The Neutral cards in the card pool are actually great scrying cards. Not only does Neutral have a scrying hero, but also a side quest and an attachment that can allow players to search their deck for important cards as well. Cards like Vilya are also great when used in scrying decks, as you can put the target on top, so you get to decide what comes off of your deck when using the elven ring.
Not to be confused with his two powerful allies, but the hero version of Gandalf is one of the few heroes that actually scry your own deck. When you are playing with Gandalf as your hero, you get to play with the top card of your deck face up. This allows you to see what card you will draw next. You also get to play this card with Gandalf once per phase. This acts as an extension of your hand and can be really valuable against scenarios that limit handsize (In Enemy Territory, Dunland enemies, etc). When you are also running Wizard Pipe, you even get to switch the top card of your deck with a card in your hand. This allows you to reshape your deck as you wish. You can, for example, put a high-cost card on top of your deck, and then discard it with Flame of Arnor for a big boost in attack.

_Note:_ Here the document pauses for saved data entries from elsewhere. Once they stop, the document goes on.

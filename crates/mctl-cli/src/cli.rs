//! Argument parsing and command dispatch.

use std::path::PathBuf;

use clap::{Args, Parser, Subcommand, ValueEnum};
use mctl_config::FileProjectStore;
use mctl_telemetry::{DEFAULT_LOG_LEVEL, LogFormat, LoggingConfig, command_span, init_logging};
use tracing::Instrument;
use uuid::Uuid;

use crate::commands::projects::{
    handle_project_list, handle_project_new, handle_project_remove, handle_project_show,
};
use crate::commands::rules::{handle_check, handle_edit, handle_save};
use crate::commands::static_routes::{handle_static_save, handle_static_show};
use crate::context::{AppContext, CliResult};

const DEFAULT_STORE_DIR: &str = ".mctl";

/// Parses CLI arguments, executes the requested command, and reports
/// failures on stderr. Returns the process exit code.
pub async fn run() -> i32 {
    let cli = Cli::parse();
    let build_sha = option_env!("MCTL_BUILD_SHA").unwrap_or("dev");
    let logging = LoggingConfig {
        level: &cli.log_level,
        format: cli.log_format.unwrap_or_else(LogFormat::infer),
        build_sha,
    };
    if let Err(err) = init_logging(&logging) {
        eprintln!("warning: {err}");
    }

    let trace_id = Uuid::new_v4().to_string();
    let span = command_span(command_label(&cli.command), &trace_id);

    match dispatch(cli).instrument(span).await {
        Ok(()) => 0,
        Err(err) => {
            eprintln!("error: {}", err.display_message());
            err.exit_code()
        }
    }
}

async fn dispatch(cli: Cli) -> CliResult<()> {
    let ctx = AppContext {
        store: FileProjectStore::new(cli.store_dir),
        output: cli.output,
    };

    match cli.command {
        Command::Edit(args) => handle_edit(&args),
        Command::Check(args) => handle_check(&ctx, &args),
        Command::Save(args) => handle_save(&ctx, &args).await,
        Command::New(args) => handle_project_new(&ctx, &args).await,
        Command::Ls => handle_project_list(&ctx).await,
        Command::Show(args) => handle_project_show(&ctx, &args).await,
        Command::Rm(args) => handle_project_remove(&ctx, &args).await,
        Command::Static(command) => match command {
            StaticCommand::Show(args) => handle_static_show(&ctx, &args).await,
            StaticCommand::Save(args) => handle_static_save(&ctx, &args).await,
        },
    }
}

#[derive(Parser)]
#[command(
    name = "mctl",
    about = "Edit, validate, and store project configuration documents"
)]
pub(crate) struct Cli {
    #[arg(
        long,
        global = true,
        env = "MCTL_STORE_DIR",
        default_value = DEFAULT_STORE_DIR
    )]
    store_dir: PathBuf,
    #[arg(
        long = "output",
        alias = "format",
        global = true,
        value_enum,
        default_value_t = OutputFormat::Table,
        help = "Select output format for commands that render structured data"
    )]
    output: OutputFormat,
    #[arg(long, global = true, env = "MCTL_LOG", default_value = DEFAULT_LOG_LEVEL)]
    log_level: String,
    #[arg(long, global = true, env = "MCTL_LOG_FORMAT")]
    log_format: Option<LogFormat>,
    #[command(subcommand)]
    command: Command,
}

#[derive(Subcommand)]
pub(crate) enum Command {
    /// Convert a structured project file into its editable form.
    Edit(EditArgs),
    /// Check that every rule of an editable project file parses.
    Check(FileArgs),
    /// Validate an editable project file and store it.
    Save(FileArgs),
    /// Create a project from the default template.
    New(NewArgs),
    /// List stored projects.
    Ls,
    /// Print a stored project.
    Show(ShowArgs),
    /// Delete a stored project.
    Rm(IdArgs),
    /// Manage the cluster-level static routing document.
    #[command(subcommand)]
    Static(StaticCommand),
}

#[derive(Subcommand)]
pub(crate) enum StaticCommand {
    /// Print the static routing document.
    Show(StaticShowArgs),
    /// Validate an editable static routing file and store it.
    Save(FileArgs),
}

#[derive(Args, Debug, Clone)]
pub(crate) struct EditArgs {
    /// Structured project document.
    pub(crate) input: PathBuf,
    /// Write the editable document here instead of stdout.
    #[arg(short = 'o', long = "out")]
    pub(crate) destination: Option<PathBuf>,
}

#[derive(Args, Debug, Clone)]
pub(crate) struct FileArgs {
    /// Editable document.
    pub(crate) input: PathBuf,
}

#[derive(Args, Debug, Clone)]
pub(crate) struct NewArgs {
    /// Project name.
    pub(crate) name: String,
    /// Database to configure (`mongo`, `postgres`, `mysql`).
    #[arg(long, default_value = "mongo")]
    pub(crate) db: String,
}

#[derive(Args, Debug, Clone)]
pub(crate) struct ShowArgs {
    /// Project identifier.
    pub(crate) id: String,
    /// Print rules as editable text.
    #[arg(long)]
    pub(crate) editable: bool,
}

#[derive(Args, Debug, Clone)]
pub(crate) struct IdArgs {
    /// Project identifier.
    pub(crate) id: String,
}

#[derive(Args, Debug, Clone)]
pub(crate) struct StaticShowArgs {
    /// Print routes as editable text.
    #[arg(long)]
    pub(crate) editable: bool,
}

#[derive(Copy, Clone, Debug, Eq, PartialEq, ValueEnum)]
pub(crate) enum OutputFormat {
    Table,
    Json,
}

pub(crate) const fn command_label(command: &Command) -> &'static str {
    match command {
        Command::Edit(_) => "edit",
        Command::Check(_) => "check",
        Command::Save(_) => "save",
        Command::New(_) => "new",
        Command::Ls => "ls",
        Command::Show(_) => "show",
        Command::Rm(_) => "rm",
        Command::Static(StaticCommand::Show(_)) => "static.show",
        Command::Static(StaticCommand::Save(_)) => "static.save",
    }
}
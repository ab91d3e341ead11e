#![forbid(unsafe_code)]
#![deny(
    warnings,
    dead_code,
    unused,
    unused_imports,
    unused_must_use,
    unreachable_pub,
    clippy::all,
    clippy::pedantic,
    clippy::nursery,
    rustdoc::broken_intra_doc_links,
    rustdoc::bare_urls,
    missing_docs
)]
#![allow(clippy::redundant_pub_crate)]

//! Administrative CLI for editing and validating project configuration.
//!
//! Layout:
//! - `cli.rs`: argument parsing and command dispatch
//! - `commands/`: command handlers grouped by concern
//! - `context.rs`: shared context, errors, and file helpers
//! - `output.rs`: renderers and formatting helpers
//! - `main.rs`: thin entrypoint delegating to `run()`

pub(crate) mod cli;
pub(crate) mod commands;
pub(crate) mod context;
pub(crate) mod output;

pub use cli::run;
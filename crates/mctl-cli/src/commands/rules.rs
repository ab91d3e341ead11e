use mctl_config::{
    EditableConfig, SaveOutcome, StructuredConfig, notices, save_project, to_editable,
    to_structured,
};
use tracing::info;

use crate::cli::{EditArgs, FileArgs};
use crate::commands::projects::map_config_error;
use crate::context::{AppContext, CliError, CliResult, read_document, write_document};
use crate::output::{render_check, render_json};

pub(crate) fn handle_edit(args: &EditArgs) -> CliResult<()> {
    let project: StructuredConfig = read_document(&args.input)?;
    let editable = to_editable(&project);
    match &args.destination {
        Some(path) => {
            write_document(path, &editable)?;
            info!(path = %path.display(), "editable project written");
            Ok(())
        }
        None => render_json(&editable),
    }
}

pub(crate) fn handle_check(ctx: &AppContext, args: &FileArgs) -> CliResult<()> {
    let editable: EditableConfig = read_document(&args.input)?;
    let result = to_structured(&editable);
    if !result.acknowledged {
        return Err(CliError::rejected(&notices(&result.errors)));
    }
    render_check(&result, ctx.output)
}

pub(crate) async fn handle_save(ctx: &AppContext, args: &FileArgs) -> CliResult<()> {
    let editable: EditableConfig = read_document(&args.input)?;
    match save_project(&ctx.store, &editable)
        .await
        .map_err(map_config_error)?
    {
        SaveOutcome::Saved => {
            println!("Project {} saved.", editable.id());
            Ok(())
        }
        SaveOutcome::Rejected { notices, .. } => Err(CliError::rejected(&notices)),
    }
}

The obvious combo with Elrond and Vilya is also super powerful, though you will pay for with a high starting threat.
The drawbacks to running Gandalf are that you will be using the unique slot of his title for the entirety of the game. This can block other players from running Gandalf allies themselves, which makes it difficult for Gandalf players to find other players to play with. But this doesn’t matter in solo or two-handed, as you can adjust your decks accordingly. The other big drawback is that you will have a starting threat of 14 from just 1 hero. This limits your options for other heroes to mostly Hobbits if you are looking to keep your threat at a decent level.
And there you have it, some great cards that you can use to find your cards quicker and stack your own deck in your favour. If there are any amazing cards that I might have missed, be sure to let me know, so that I can add them to the list. The concept of scrying and specific card finding can be a bit blurry sometimes, so cards like Master of the Forge and Weather Hills Watchman weren’t included.